In the data below, find every line with the word "first" and copy it out.

* **Entries taken from a collection**
********************

//! Error types for order lifecycle rules.

use thiserror::Error;

use super::types::OrderStatus;

/// Violations of the order lifecycle rules.
#[derive(Debug, Clone, PartialEq, Eq, Error)]
pub enum OrderFlowError {
    /// The requested status change is not in the transition table.
    #[error("illegal order transition: {from} -> {to}")]
    IllegalTransition {
        /// Current status.
        from: OrderStatus,
        /// Requested status.
        to: OrderStatus,
    },

    /// Revisions may only be filed against completed orders.
    #[error("revisions can only be filed on completed orders, order is {0}")]
    RevisionNotAllowed(OrderStatus),

    /// The per-order revision cap has been reached.
    #[error("revision quota exhausted: {existing} of {max} revisions already filed")]
    RevisionQuotaExceeded {
        /// Revisions already filed.
        existing: u64,
        /// Maximum allowed.
        max: u64,
    },
}
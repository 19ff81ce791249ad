//! User repository for database operations.

use sea_orm::{
    ActiveModelTrait, ColumnTrait, DatabaseConnection, DbErr, EntityTrait, PaginatorTrait,
    QueryFilter, QueryOrder, Set, TransactionTrait,
};
use uuid::Uuid;

use crate::entities::{
    activity_logs, documents, orders, payments, revisions, sea_orm_active_enums::UserRole, users,
};

/// Error types for user operations.
#[derive(Debug, thiserror::Error)]
pub enum UserError {
    /// User not found.
    #[error("User not found: {0}")]
    NotFound(Uuid),

    /// Email already registered.
    #[error("Email already registered: {0}")]
    EmailTaken(String),

    /// Database error.
    #[error("Database error: {0}")]
    Database(#[from] DbErr),
}

/// Input for updating a user's profile.
#[derive(Debug, Clone, Default)]
pub struct UpdateUserInput {
    /// New full name.
    pub full_name: Option<String>,
    /// New phone number.
    pub phone: Option<String>,
    /// New address.
    pub address: Option<String>,
    /// New role (admin only).
    pub role: Option<UserRole>,
}

/// User repository for CRUD and cascading delete.
#[derive(Debug, Clone)]
pub struct UserRepository {
    db: DatabaseConnection,
}

impl UserRepository {
    /// Creates a new user repository.
    #[must_use]
    pub const fn new(db: DatabaseConnection) -> Self {
        Self { db }
    }

    /// Finds a user by email.
    ///
    /// # Errors
    ///
    /// Returns an error if the database query fails.
    pub async fn find_by_email(&self, email: &str) -> Result<Option<users::Model>, DbErr> {
        users::Entity::find()
            .filter(users::Column::Email.eq(email))
            .one(&self.db)
            .await
    }

    /// Finds a user by ID.
    ///
    /// # Errors
    ///
    /// Returns an error if the database query fails.
    pub async fn find_by_id(&self, id: Uuid) -> Result<Option<users::Model>, DbErr> {
        users::Entity::find_by_id(id).one(&self.db).await
    }

    /// Checks if an email is already registered.
    ///
    /// # Errors
    ///
    /// Returns an error if the database query fails.
    pub async fn email_exists(&self, email: &str) -> Result<bool, DbErr> {
        let count = users::Entity::find()
            .filter(users::Column::Email.eq(email))
            .count(&self.db)
            .await?;

        Ok(count > 0)
    }

    /// Creates a new user.
    ///
    /// # Errors
    ///
    /// Returns [`UserError::EmailTaken`] if the email is already registered,
    /// or [`UserError::Database`] if the insert fails.
    pub async fn create(
        &self,
        full_name: &str,
        email: &str,
        password_hash: &str,
        phone: Option<String>,
        address: Option<String>,
        role: UserRole,
    ) -> Result<users::Model, UserError> {
        if self.email_exists(email).await? {
            return Err(UserError::EmailTaken(email.to_string()));
        }

        let now = chrono::Utc::now().into();
        let user = users::ActiveModel {
            id: Set(Uuid::new_v4()),
            full_name: Set(full_name.to_string()),
            email: Set(email.to_string()),
            password_hash: Set(password_hash.to_string()),
            phone: Set(phone),
            address: Set(address),
            role: Set(role),
            created_at: Set(now),
            updated_at: Set(now),
        };

        Ok(user.insert(&self.db).await?)
    }

    /// Lists all users, newest first.
    ///
    /// # Errors
    ///
    /// Returns an error if the database query fails.
    pub async fn list_all(&self) -> Result<Vec<users::Model>, DbErr> {
        users::Entity::find()
            .order_by_desc(users::Column::CreatedAt)
            .all(&self.db)
            .await
    }

    /// Lists all users holding a given role, newest first.
    ///
    /// # Errors
    ///
    /// Returns an error if the database query fails.
    pub async fn list_by_role(&self, role: UserRole) -> Result<Vec<users::Model>, DbErr> {
        users::Entity::find()
            .filter(users::Column::Role.eq(role))
            .order_by_desc(users::Column::CreatedAt)
            .all(&self.db)
            .await
    }

    /// Updates a user's profile.
    ///
    /// # Errors
    ///
    /// Returns [`UserError::NotFound`] if the user does not exist.
    pub async fn update(&self, id: Uuid, input: UpdateUserInput) -> Result<users::Model, UserError> {
        let user = self
            .find_by_id(id)
            .await?
            .ok_or(UserError::NotFound(id))?;

        let mut active: users::ActiveModel = user.into();
        if let Some(full_name) = input.full_name {
            active.full_name = Set(full_name);
        }
        if let Some(phone) = input.phone {
            active.phone = Set(Some(phone));
        }
        if let Some(address) = input.address {
            active.address = Set(Some(address));
        }
        if let Some(role) = input.role {
            active.role = Set(role);
        }
        active.updated_at = Set(chrono::Utc::now().into());

        Ok(active.update(&self.db).await?)
    }

    /// Deletes a user and everything hanging off them, in one transaction.
    ///
    /// Teardown order is fixed and leaf-first:
    /// 1. activity logs written by the user;
    /// 2. documents the user uploaded and revisions the user filed, on
    ///    any order;
    /// 3. for each order owned as client: payments, documents, revisions,
    ///    then the order itself;
    /// 4. orders the user worked as accountant keep existing with
    ///    `accountant_id` nulled (same for claimed revisions);
    /// 5. the user row.
    ///
    /// # Errors
    ///
    /// Returns [`UserError::NotFound`] if the user does not exist, or
    /// [`UserError::Database`] if any statement fails (the transaction
    /// rolls back).
    pub async fn remove(&self, id: Uuid) -> Result<(), UserError> {
        let user = self
            .find_by_id(id)
            .await?
            .ok_or(UserError::NotFound(id))?;

        let txn = self.db.begin().await?;

        activity_logs::Entity::delete_many()
            .filter(activity_logs::Column::UserId.eq(id))
            .exec(&txn)
            .await?;

        documents::Entity::delete_many()
            .filter(documents::Column::UploaderId.eq(id))
            .exec(&txn)
            .await?;

        revisions::Entity::delete_many()
            .filter(revisions::Column::RequesterId.eq(id))
            .exec(&txn)
            .await?;

        let owned_order_ids: Vec<Uuid> = orders::Entity::find()
            .filter(orders::Column::ClientId.eq(id))
            .all(&txn)
            .await?
            .into_iter()
            .map(|order| order.id)
            .collect();
        let cascaded_orders = owned_order_ids.len();

        if !owned_order_ids.is_empty() {
            payments::Entity::delete_many()
                .filter(payments::Column::OrderId.is_in(owned_order_ids.clone()))
                .exec(&txn)
                .await?;

            documents::Entity::delete_many()
                .filter(documents::Column::OrderId.is_in(owned_order_ids.clone()))
                .exec(&txn)
                .await?;

            revisions::Entity::delete_many()
                .filter(revisions::Column::OrderId.is_in(owned_order_ids.clone()))
                .exec(&txn)
                .await?;

            orders::Entity::delete_many()
                .filter(orders::Column::Id.is_in(owned_order_ids))
                .exec(&txn)
                .await?;
        }

        orders::Entity::update_many()
            .col_expr(orders::Column::AccountantId, sea_orm::sea_query::Expr::value(Option::<Uuid>::None))
            .filter(orders::Column::AccountantId.eq(id))
            .exec(&txn)
            .await?;

        revisions::Entity::update_many()
            .col_expr(revisions::Column::AssignedTo, sea_orm::sea_query::Expr::value(Option::<Uuid>::None))
            .filter(revisions::Column::AssignedTo.eq(id))
            .exec(&txn)
            .await?;

        users::Entity::delete_by_id(user.id).exec(&txn).await?;

        txn.commit().await?;

        tracing::info!(
            user_id = %id,
            email = %user.email,
            cascaded_orders,
            "User deleted with cascading cleanup"
        );

        Ok(())
    }
}
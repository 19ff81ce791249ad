//! Activity log repository for database operations.
//!
//! Entries are append-only; they are deleted only together with the
//! owning user (see the user repository's cascading delete).

use sea_orm::{
    ActiveModelTrait, ColumnTrait, DatabaseConnection, DbErr, EntityTrait, QueryFilter, QueryOrder,
    QuerySelect, Set,
};
use uuid::Uuid;

use crate::entities::activity_logs;

/// Activity log repository.
#[derive(Debug, Clone)]
pub struct ActivityLogRepository {
    db: DatabaseConnection,
}

impl ActivityLogRepository {
    /// Creates a new activity log repository.
    #[must_use]
    pub const fn new(db: DatabaseConnection) -> Self {
        Self { db }
    }

    /// Appends an activity entry.
    ///
    /// # Errors
    ///
    /// Returns an error if the database insert fails.
    pub async fn record(
        &self,
        user_id: Uuid,
        action: &str,
        detail: Option<String>,
    ) -> Result<activity_logs::Model, DbErr> {
        let entry = activity_logs::ActiveModel {
            id: Set(Uuid::new_v4()),
            user_id: Set(user_id),
            action: Set(action.to_string()),
            detail: Set(detail),
            created_at: Set(chrono::Utc::now().into()),
        };

        entry.insert(&self.db).await
    }

    /// Lists the most recent activity entries, newest first.
    ///
    /// # Errors
    ///
    /// Returns an error if the database query fails.
    pub async fn list_recent(&self, limit: u64) -> Result<Vec<activity_logs::Model>, DbErr> {
        activity_logs::Entity::find()
            .order_by_desc(activity_logs::Column::CreatedAt)
            .limit(limit)
            .all(&self.db)
            .await
    }

    /// Lists the entries for a single user, newest first.
    ///
    /// # Errors
    ///
    /// Returns an error if the database query fails.
    pub async fn list_for_user(&self, user_id: Uuid) -> Result<Vec<activity_logs::Model>, DbErr> {
        activity_logs::Entity::find()
            .filter(activity_logs::Column::UserId.eq(user_id))
            .order_by_desc(activity_logs::Column::CreatedAt)
            .all(&self.db)
            .await
    }
}
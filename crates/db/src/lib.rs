//! Database layer with `SeaORM` entities and repositories.
//!
//! This crate provides:
//! - `SeaORM` entity definitions
//! - Repository abstractions for data access
//! - Database migrations

pub mod entities;
pub mod migration;
pub mod repositories;

pub use repositories::{
    ActivityLogRepository, DocumentRepository, OrderRepository, PaymentRepository,
    RevisionRepository, ServicePackageRepository, UserRepository,
};

use sea_orm::{Database, DatabaseConnection, DbErr};

/// Establishes a connection to the database.
///
/// # Errors
///
/// Returns an error if the connection cannot be established.
pub async fn connect(database_url: &str) -> Result<DatabaseConnection, DbErr> {
    Database::connect(database_url).await
}
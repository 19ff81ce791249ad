//! `SeaORM` Entity for payments table.

use sea_orm::entity::prelude::*;
use serde::{Deserialize, Serialize};

use super::sea_orm_active_enums::PaymentStatus;

#[derive(Clone, Debug, PartialEq, DeriveEntityModel, Eq, Serialize, Deserialize)]
#[sea_orm(table_name = "payments")]
pub struct Model {
    #[sea_orm(primary_key, auto_increment = false)]
    pub id: Uuid,
    /// Unique: exactly one payment per order.
    pub order_id: Uuid,
    pub amount: Decimal,
    pub status: PaymentStatus,
    pub payment_method: Option<String>,
    pub proof_url: Option<String>,
    pub paid_at: Option<DateTimeWithTimeZone>,
    pub created_at: DateTimeWithTimeZone,
    pub updated_at: DateTimeWithTimeZone,
}

#[derive(Copy, Clone, Debug, EnumIter, DeriveRelation)]
pub enum Relation {
    #[sea_orm(
        belongs_to = "super::orders::Entity",
        from = "Column::OrderId",
        to = "super::orders::Column::Id"
    )]
    Orders,
}

impl Related<super::orders::Entity> for Entity {
    fn to() -> RelationDef {
        Relation::Orders.def()
    }
}

impl ActiveModelBehavior for ActiveModel {}
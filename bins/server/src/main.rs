//! Kantor API Server
//!
//! Main entry point for the Kantor backend service.

use std::sync::Arc;

use tokio::net::TcpListener;
use tracing::info;
use tracing_subscriber::{layer::SubscriberExt, util::SubscriberInitExt};

use kantor_api::{AppState, create_router};
use kantor_db::connect;
use kantor_shared::{AppConfig, EmailService, JwtConfig, JwtService};

#[tokio::main]
async fn main() -> anyhow::Result<()> {
    // Load environment variables from .env file
    dotenvy::dotenv().ok();

    // Initialize tracing
    tracing_subscriber::registry()
        .with(
            tracing_subscriber::EnvFilter::try_from_default_env()
                .unwrap_or_else(|_| "kantor=debug,tower_http=debug".into()),
        )
        .with(tracing_subscriber::fmt::layer())
        .init();

    // Load configuration
    let config = AppConfig::load().expect("Failed to load configuration");

    // Connect to database
    let db = connect(&config.database.url).await?;
    info!("Connected to database");

    // Create JWT service
    let jwt_config = JwtConfig {
        secret: config.jwt.secret.clone(),
        #[allow(clippy::cast_possible_wrap)]
        access_token_expires_minutes: (config.jwt.access_token_expiry_secs / 60) as i64,
    };
    let jwt_service = JwtService::new(jwt_config);

    // Create email service
    let email_service = EmailService::new(config.email.clone());
    info!(
        smtp_host = %config.email.smtp_host,
        smtp_port = %config.email.smtp_port,
        "Email service configured"
    );

    // Create application state
    let state = AppState {
        db: Arc::new(db),
        jwt_service: Arc::new(jwt_service),
        email_service: Arc::new(email_service),
    };

    // Create router
    let app = create_router(state);

    // Start server
    let addr = format!("{}:{}", config.server.host, config.server.port);
    let listener = TcpListener::bind(&addr).await?;
    info!("Server listening on {}", addr);

    axum::serve(listener, app).await?;

    Ok(())
}
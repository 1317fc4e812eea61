pub mod http_table_store;

pub use http_table_store::HttpTableStore;
// src/modules/render/markup.rs
//
// Structured markup tree. Resource fields only ever enter the document as
// `Node::Text` or attribute values, both escaped on serialization, so record
// content can never smuggle markup in.

use std::fmt::Write;

const VOID_TAGS: &[&str] = &["img", "br", "hr", "input", "meta"];

#[derive(Debug, Clone, PartialEq, Eq)]
pub enum Node {
    Element {
        tag: &'static str,
        attrs: Vec<(&'static str, String)>,
        children: Vec<Node>,
    },
    Text(String),
}

impl Node {
    pub fn text(content: impl Into<String>) -> Node {
        Node::Text(content.into())
    }

    pub fn to_html(&self) -> String {
        let mut out = String::new();
        self.write_html(&mut out);
        out
    }

    fn write_html(&self, out: &mut String) {
        match self {
            Node::Text(content) => out.push_str(&escape_text(content)),
            Node::Element {
                tag,
                attrs,
                children,
            } => {
                write!(out, "<{}", tag).expect("write to String cannot fail");
                for (name, value) in attrs {
                    write!(out, " {}=\"{}\"", name, escape_attr(value))
                        .expect("write to String cannot fail");
                }
                if children.is_empty() && VOID_TAGS.contains(tag) {
                    out.push_str(">");
                    return;
                }
                out.push('>');
                for child in children {
                    child.write_html(out);
                }
                write!(out, "</{}>", tag).expect("write to String cannot fail");
            }
        }
    }
}

/// Builder for element nodes.
pub fn el(tag: &'static str) -> ElementBuilder {
    ElementBuilder {
        tag,
        attrs: Vec::new(),
        children: Vec::new(),
    }
}

pub struct ElementBuilder {
    tag: &'static str,
    attrs: Vec<(&'static str, String)>,
    children: Vec<Node>,
}

impl ElementBuilder {
    pub fn attr(mut self, name: &'static str, value: impl Into<String>) -> Self {
        self.attrs.push((name, value.into()));
        self
    }

    pub fn class(self, value: impl Into<String>) -> Self {
        self.attr("class", value)
    }

    pub fn id(self, value: impl Into<String>) -> Self {
        self.attr("id", value)
    }

    pub fn child(mut self, node: Node) -> Self {
        self.children.push(node);
        self
    }

    pub fn children(mut self, nodes: impl IntoIterator<Item = Node>) -> Self {
        self.children.extend(nodes);
        self
    }

    pub fn text(self, content: impl Into<String>) -> Self {
        self.child(Node::text(content))
    }

    pub fn build(self) -> Node {
        Node::Element {
            tag: self.tag,
            attrs: self.attrs,
            children: self.children,
        }
    }
}

fn escape_text(raw: &str) -> String {
    let mut out = String::with_capacity(raw.len());
    for c in raw.chars() {
        match c {
            '&' => out.push_str("&amp;"),
            '<' => out.push_str("&lt;"),
            '>' => out.push_str("&gt;"),
            _ => out.push(c),
        }
    }
    out
}

fn escape_attr(raw: &str) -> String {
    let mut out = String::with_capacity(raw.len());
    for c in raw.chars() {
        match c {
            '&' => out.push_str("&amp;"),
            '<' => out.push_str("&lt;"),
            '>' => out.push_str("&gt;"),
            '"' => out.push_str("&quot;"),
            '\'' => out.push_str("&#39;"),
            _ => out.push(c),
        }
    }
    out
}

********************

* **Response for this exercise**
    /// Lists all users, newest first.
    /// Lists all users holding a given role, newest first.
    /// Teardown order is fixed and leaf-first:
    /// Lists the most recent activity entries, newest first.
    /// Lists the entries for a single user, newest first.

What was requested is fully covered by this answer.